Mr. and Mrs. William Huntington, Jr. of Maryland joined their cousin Sally Sparhawk of Colorado for a day's research of the papers of their mutual ancestor Dwight Huntington, lawyer, artist, editor, and wildlife conservationist. Some of Dwight's correspondence, photographs, and watercolor landscapes are a part of the George Buckland Collection. (George Buckland, originally of Fremont, Ohio married Huntington's sister.)
In 1898, the Cincinnati Sportsman’s Society
published
In Brush, Sedge, and Stubble: A Picture Book of the Shooting Fields and Feathered Game of North America. It was to be the first of many books
Huntington would write and illustrate on wildlife conservation.
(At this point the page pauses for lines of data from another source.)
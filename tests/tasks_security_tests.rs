// SPDX-License-Identifier: MIT
// Copyright 2026 Roland Dreier <roland@rolandd.dev>

//! Security and delivery tests for the Cloud Tasks event handler.

use axum::{
    body::Body,
    http::{Request, StatusCode},
};
use rank_tracker::config::Config;
use rank_tracker::models::RankTier;
use rank_tracker::services::{DomainEvent, EventEnvelope, Subscriber};
use tower::ServiceExt;

mod common;

fn envelope(subscriber: Subscriber, event: DomainEvent) -> EventEnvelope {
    EventEnvelope {
        event_id: uuid::Uuid::new_v4(),
        subscriber,
        event,
        emitted_at: rank_tracker::time_utils::now_rfc3339(),
    }
}

fn task_request(queue: Option<&str>, token: Option<&str>, body: String) -> Request<Body> {
    let mut builder = Request::builder()
        .method("POST")
        .uri("/tasks/events")
        .header("content-type", "application/json");
    if let Some(queue) = queue {
        builder = builder.header("x-cloudtasks-queuename", queue);
    }
    if let Some(token) = token {
        builder = builder.header("authorization", format!("Bearer {token}"));
    }
    builder.body(Body::from(body)).unwrap()
}

/// A request that passes both the queue and the token check.
fn authorized(body: String) -> Request<Body> {
    task_request(Some("rank-events"), Some(&common::tasks_token()), body)
}

fn bootstrap_envelope() -> String {
    serde_json::to_string(&envelope(
        Subscriber::CompetitiveProfile,
        DomainEvent::ProfileCreated {
            user_id: "u1".to_string(),
            display_name: "Ada".to_string(),
        },
    ))
    .unwrap()
}

#[tokio::test]
async fn test_events_no_header_forbidden() {
    let (app, state, _) = common::create_test_app().await;

    let response = app
        .oneshot(task_request(
            None,
            Some(&common::tasks_token()),
            bootstrap_envelope(),
        ))
        .await
        .unwrap();

    assert_eq!(response.status(), StatusCode::FORBIDDEN);
    assert!(state.competitive.standing("u1").await.unwrap().is_none());
}

#[tokio::test]
async fn test_events_wrong_queue_forbidden() {
    let (app, _, _) = common::create_test_app().await;

    let response = app
        .oneshot(task_request(
            Some("some-other-queue"),
            Some(&common::tasks_token()),
            bootstrap_envelope(),
        ))
        .await
        .unwrap();

    assert_eq!(response.status(), StatusCode::FORBIDDEN);
}

#[tokio::test]
async fn test_events_missing_token_forbidden() {
    let (app, state, _) = common::create_test_app().await;

    let response = app
        .oneshot(task_request(Some("rank-events"), None, bootstrap_envelope()))
        .await
        .unwrap();

    assert_eq!(response.status(), StatusCode::FORBIDDEN);
    assert!(state.competitive.standing("u1").await.unwrap().is_none());
}

#[tokio::test]
async fn test_forged_score_with_queue_header_rejected() {
    let (app, state, _) = common::create_test_app().await;

    // Correct kid, wrong key: the header alone must not be enough.
    let forged = common::sign_tasks_token_untrusted(&common::tasks_claims(
        &Config::test_default(),
    ));
    let body = serde_json::to_string(&envelope(
        Subscriber::Leaderboard,
        DomainEvent::ScoreChanged {
            user_id: "mallory".to_string(),
            new_total: 1_000_000_000_000,
            points_delta: 1_000_000,
            source: rank_tracker::models::ScoreSource::Manual,
        },
    ))
    .unwrap();

    let response = app
        .oneshot(task_request(Some("rank-events"), Some(&forged), body))
        .await
        .unwrap();

    assert_eq!(response.status(), StatusCode::FORBIDDEN);
    assert!(state.ranker.position_of("mallory").await.unwrap().is_none());
}

#[tokio::test]
async fn test_token_claims_must_match_service() {
    let config = Config::test_default();
    let cases = [
        ("aud", serde_json::json!("https://elsewhere.example.com")),
        (
            "email",
            serde_json::json!("someone-else@test-project.iam.gserviceaccount.com"),
        ),
        ("email_verified", serde_json::json!(false)),
        ("iss", serde_json::json!("https://evil.example.com")),
        ("exp", serde_json::json!(chrono::Utc::now().timestamp() - 3600)),
    ];

    for (claim, value) in cases {
        let (app, _, _) = common::create_test_app().await;
        let mut claims = common::tasks_claims(&config);
        claims[claim] = value;
        let token = common::sign_tasks_token(&claims);

        let response = app
            .oneshot(task_request(
                Some("rank-events"),
                Some(&token),
                bootstrap_envelope(),
            ))
            .await
            .unwrap();

        assert_eq!(response.status(), StatusCode::FORBIDDEN, "bad {claim}");
    }
}

#[tokio::test]
async fn test_events_with_header_delivered() {
    let (app, state, mut dispatcher) = common::create_test_app().await;

    let response = app
        .clone()
        .oneshot(authorized(bootstrap_envelope()))
        .await
        .unwrap();
    assert_eq!(response.status(), StatusCode::OK);

    let standing = state.competitive.standing("u1").await.unwrap().unwrap();
    assert_eq!(standing.tier, RankTier::Bronze);
    // Bootstrap published its follow-up on the bus.
    assert_eq!(dispatcher.drain().await, 1);

    // Redelivery of the same task is absorbed.
    let response = app.oneshot(authorized(bootstrap_envelope())).await.unwrap();
    assert_eq!(response.status(), StatusCode::OK);
    assert_eq!(dispatcher.drain().await, 0);
}

#[tokio::test]
async fn test_retried_task_still_delivered() {
    let (app, state, _) = common::create_test_app().await;

    let mut request = authorized(bootstrap_envelope());
    request.headers_mut().insert(
        "x-cloudtasks-taskretrycount",
        axum::http::HeaderValue::from_static("2"),
    );

    let response = app.oneshot(request).await.unwrap();
    assert_eq!(response.status(), StatusCode::OK);
    assert!(state.competitive.standing("u1").await.unwrap().is_some());
}

#[tokio::test]
async fn test_position_delivery_applies_elite_override() {
    let (app, state, _) = common::create_test_app().await;
    state.competitive.sync_from_score("u1", 600).await.unwrap();

    let body = serde_json::to_string(&envelope(
        Subscriber::CompetitiveProfile,
        DomainEvent::LeaderboardPositionChanged {
            user_id: "u1".to_string(),
            position: 500,
            total_points: 600,
        },
    ))
    .unwrap();

    let response = app.oneshot(authorized(body)).await.unwrap();
    assert_eq!(response.status(), StatusCode::OK);

    let standing = state.competitive.standing("u1").await.unwrap().unwrap();
    assert_eq!(standing.tier, RankTier::ELITE);
    assert_eq!(standing.total_points, 600);
}

#[tokio::test]
async fn test_malformed_envelope_rejected() {
    let (app, _, _) = common::create_test_app().await;

    let response = app
        .oneshot(authorized(
            r#"{"subscriber":"leaderboard","event":{"type":"bogus"}}"#.to_string(),
        ))
        .await
        .unwrap();

    assert!(response.status().is_client_error());
}
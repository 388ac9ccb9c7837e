// SPDX-License-Identifier: MIT
// Copyright 2026 Roland Dreier <roland@rolandd.dev>

//! Middleware modules (webhook signatures, task origin).

pub mod signature;
pub mod tasks_auth;

pub use signature::require_signature;
pub use tasks_auth::require_tasks_auth;
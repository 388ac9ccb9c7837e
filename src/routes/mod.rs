// SPDX-License-Identifier: MIT
// Copyright 2026 Roland Dreier <roland@rolandd.dev>

//! HTTP route handlers.

pub mod api;
pub mod tasks;
pub mod webhook;

use crate::middleware::{require_signature, require_tasks_auth};
use crate::AppState;
use axum::http::{header, Method};
use axum::{middleware, routing::get, Json, Router};
use serde::Serialize;
use std::sync::Arc;
use tower_http::cors::CorsLayer;
use tower_http::trace::{DefaultMakeSpan, DefaultOnResponse, TraceLayer};
use tracing::Level;
#[cfg(feature = "binding-generation")]
use ts_rs::TS;

#[derive(Serialize)]
#[cfg_attr(feature = "binding-generation", derive(TS))]
#[cfg_attr(
    feature = "binding-generation",
    ts(export, export_to = "web/src/lib/generated/")
)]
pub struct HealthResponse {
    pub status: String,
    pub build_id: String,
}

/// Health check response
async fn health_check() -> Json<HealthResponse> {
    let build_id = option_env!("BUILD_ID").unwrap_or("unknown").to_string();
    Json(HealthResponse {
        status: "ok".to_string(),
        build_id,
    })
}

/// Build the complete router with all routes.
pub fn create_router(state: Arc<AppState>) -> Router {
    // CORS layer - allow requests from frontend URL and localhost (for dev)
    let frontend_url = state.config.frontend_url.clone();
    let cors = CorsLayer::new()
        .allow_origin(tower_http::cors::AllowOrigin::predicate(
            move |origin: &axum::http::HeaderValue, _request_parts: &axum::http::request::Parts| {
                let origin_str = origin.to_str().unwrap_or("");
                origin_str == frontend_url
                    || origin_str.starts_with("http://localhost")
                    || origin_str.starts_with("http://127.0.0.1")
            },
        ))
        .allow_methods([Method::GET, Method::POST, Method::OPTIONS])
        .allow_headers([header::CONTENT_TYPE, header::ACCEPT]);

    // Public read routes
    let public_routes = Router::new()
        .route("/health", get(health_check))
        .merge(api::routes());

    // Signed routes (webhooks and commands)
    let signed_routes = Router::new()
        .merge(webhook::routes())
        .merge(api::command_routes())
        .route_layer(middleware::from_fn_with_state(
            state.clone(),
            require_signature,
        ));

    // Event deliveries (called by Cloud Tasks)
    let task_routes = tasks::routes().route_layer(middleware::from_fn_with_state(
        state.clone(),
        require_tasks_auth,
    ));

    Router::new()
        .merge(public_routes)
        .merge(signed_routes)
        .merge(task_routes)
        .layer(cors)
        .layer(
            TraceLayer::new_for_http()
                .make_span_with(DefaultMakeSpan::new().level(Level::INFO))
                .on_response(DefaultOnResponse::new().level(Level::INFO)),
        )
        .with_state(state)
}
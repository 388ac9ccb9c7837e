// SPDX-License-Identifier: MIT
// Copyright 2026 Roland Dreier <roland@kernel.org>

//! Data models for the application.

pub mod leaderboard;
pub mod profile;
pub mod score;
pub mod standing;
pub mod tier;

pub use leaderboard::LeaderboardEntry;
pub use profile::Profile;
pub use score::{NewScore, ScoreRecord, ScoreSource};
pub use standing::CompetitiveStanding;
pub use tier::{RankTier, RankTierRecord};
// SPDX-License-Identifier: MIT
// Copyright 2026 Roland Dreier <roland@rolandd.dev>

//! Domain notifications and the bus that carries them.
//!
//! Producers publish fire-and-forget. Each (event, subscriber) pair becomes
//! its own envelope so that one slow or failing consumer never blocks the
//! others. Delivery is at-least-once; every handler is an idempotent upsert.

use serde::{Deserialize, Serialize};
use std::future::Future;
use std::time::Duration;
use tokio::sync::mpsc;

use crate::config::Config;
use crate::error::{AppError, Result};
use crate::models::ScoreSource;
use crate::services::tasks::TasksService;

/// Something that happened in one subdomain that others react to.
#[derive(Debug, Clone, PartialEq, Eq, Serialize, Deserialize)]
#[serde(tag = "type", rename_all = "snake_case")]
pub enum DomainEvent {
    /// The Profile Registry created a profile.
    ProfileCreated {
        user_id: String,
        display_name: String,
    },
    /// The Profile Registry changed a profile.
    ProfileUpdated {
        user_id: String,
        display_name: String,
    },
    /// The score ledger persisted a new record.
    ScoreChanged {
        user_id: String,
        new_total: u64,
        points_delta: u32,
        source: ScoreSource,
    },
    /// A competitive standing was bootstrapped.
    CompetitiveProfileCreated { user_id: String, total_points: u64 },
    /// The leaderboard computed a position for a user.
    LeaderboardPositionChanged {
        user_id: String,
        position: u32,
        total_points: u64,
    },
}

impl DomainEvent {
    pub fn user_id(&self) -> &str {
        match self {
            DomainEvent::ProfileCreated { user_id, .. }
            | DomainEvent::ProfileUpdated { user_id, .. }
            | DomainEvent::ScoreChanged { user_id, .. }
            | DomainEvent::CompetitiveProfileCreated { user_id, .. }
            | DomainEvent::LeaderboardPositionChanged { user_id, .. } => user_id,
        }
    }

    pub fn kind(&self) -> &'static str {
        match self {
            DomainEvent::ProfileCreated { .. } => "profile_created",
            DomainEvent::ProfileUpdated { .. } => "profile_updated",
            DomainEvent::ScoreChanged { .. } => "score_changed",
            DomainEvent::CompetitiveProfileCreated { .. } => "competitive_profile_created",
            DomainEvent::LeaderboardPositionChanged { .. } => "leaderboard_position_changed",
        }
    }

    /// Consumers of this event, one delivery each.
    pub fn subscribers(&self) -> &'static [Subscriber] {
        match self {
            DomainEvent::ProfileCreated { .. } => {
                &[Subscriber::ProfileDirectory, Subscriber::CompetitiveProfile]
            }
            DomainEvent::ProfileUpdated { .. } => &[Subscriber::ProfileDirectory],
            DomainEvent::ScoreChanged { .. } => {
                &[Subscriber::Leaderboard, Subscriber::CompetitiveProfile]
            }
            DomainEvent::CompetitiveProfileCreated { .. } => &[Subscriber::Leaderboard],
            DomainEvent::LeaderboardPositionChanged { .. } => &[Subscriber::CompetitiveProfile],
        }
    }
}

/// Component that consumes an event.
#[derive(Debug, Clone, Copy, PartialEq, Eq, Hash, Serialize, Deserialize)]
#[serde(rename_all = "snake_case")]
pub enum Subscriber {
    ProfileDirectory,
    CompetitiveProfile,
    Leaderboard,
}

/// One delivery of one event to one subscriber.
#[derive(Debug, Clone, PartialEq, Eq, Serialize, Deserialize)]
pub struct EventEnvelope {
    /// Shared by all deliveries of the same event (log correlation)
    pub event_id: uuid::Uuid,
    pub subscriber: Subscriber,
    pub event: DomainEvent,
    pub emitted_at: String,
}

/// Fixed-backoff retry policy: one attempt plus `max_retries` retries.
#[derive(Debug, Clone, Copy, PartialEq, Eq)]
pub struct RetryPolicy {
    pub max_retries: u32,
    pub backoff: Duration,
}

impl RetryPolicy {
    pub fn from_config(config: &Config) -> Self {
        Self {
            max_retries: config.event_max_retries,
            backoff: config.event_retry_backoff,
        }
    }

    /// Run `op` until it succeeds or the retries are exhausted.
    ///
    /// Returns the last error after the final attempt.
    pub async fn run<T, F, Fut>(&self, what: &str, mut op: F) -> Result<T>
    where
        F: FnMut() -> Fut,
        Fut: Future<Output = Result<T>>,
    {
        let mut attempt = 0;
        loop {
            attempt += 1;
            match op().await {
                Ok(value) => return Ok(value),
                // Bad input will not get better on retry.
                Err(e @ AppError::Validation(_)) => return Err(e),
                Err(e) if attempt > self.max_retries => return Err(e),
                Err(e) => {
                    tracing::warn!(
                        what,
                        attempt,
                        max_attempts = self.max_retries + 1,
                        error = %e,
                        "Attempt failed, retrying after backoff"
                    );
                    tokio::time::sleep(self.backoff).await;
                }
            }
        }
    }
}

#[derive(Clone)]
enum Transport {
    Local(mpsc::UnboundedSender<EventEnvelope>),
    CloudTasks(std::sync::Arc<TasksService>),
}

/// Publishing side of the notification fabric.
#[derive(Clone)]
pub struct EventBus {
    transport: Transport,
    retry: RetryPolicy,
    /// Target URL for Cloud Tasks deliveries
    service_url: String,
}

impl EventBus {
    /// Bus backed by an in-process channel. The receiver feeds an
    /// `EventDispatcher`.
    pub fn local(retry: RetryPolicy) -> (Self, mpsc::UnboundedReceiver<EventEnvelope>) {
        let (tx, rx) = mpsc::unbounded_channel();
        let bus = Self {
            transport: Transport::Local(tx),
            retry,
            service_url: String::new(),
        };
        (bus, rx)
    }

    /// Bus that enqueues one Cloud Task per delivery.
    pub fn cloud_tasks(tasks: TasksService, retry: RetryPolicy, service_url: &str) -> Self {
        Self {
            transport: Transport::CloudTasks(std::sync::Arc::new(tasks)),
            retry,
            service_url: service_url.to_string(),
        }
    }

    pub fn retry_policy(&self) -> RetryPolicy {
        self.retry
    }

    /// Publish an event to all of its subscribers.
    ///
    /// Never fails the caller: the producing write has already committed, so
    /// hand-off failures are logged as delivery errors and dropped.
    pub async fn publish(&self, event: DomainEvent) {
        let event_id = uuid::Uuid::new_v4();
        let emitted_at = crate::time_utils::now_rfc3339();

        for &subscriber in event.subscribers() {
            let envelope = EventEnvelope {
                event_id,
                subscriber,
                event: event.clone(),
                emitted_at: emitted_at.clone(),
            };

            if let Err(e) = self.hand_off(envelope).await {
                tracing::error!(
                    event_id = %event_id,
                    event = event.kind(),
                    user_id = event.user_id(),
                    subscriber = ?subscriber,
                    error = %e,
                    "Event delivery failed; producing write is kept"
                );
            }
        }
    }

    async fn hand_off(&self, envelope: EventEnvelope) -> Result<()> {
        match &self.transport {
            Transport::Local(tx) => tx.send(envelope).map_err(|e| {
                AppError::Delivery(format!("local dispatcher is gone: {}", e.0.event.kind()))
            }),
            Transport::CloudTasks(tasks) => self
                .retry
                .run("enqueue event task", || {
                    tasks.queue_event(&self.service_url, &envelope)
                })
                .await
                .map_err(|e| AppError::Delivery(e.to_string())),
        }
    }
}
Huntington gave up the legal profession in 1900. Passionate about nature and wildlife conservation, he moved to New York and became editor of the
Amateur Sportsman and the
Game Breeder Magazine. .
Huntington wrote the nation’s first game breeding
bill. With the assistance of Franklin D. Roosevelt, then head of New York’s Forest, Fish,
and Game Commission, his bill became law in 1912.
Sally and Bill were so pleased to learn that much of Dwight's material is preserved at the Hayes Presidential Library and Museums that they decided to donate two additional watercolors by Huntington and the galleys to In Brush, Sedge, and Stubble.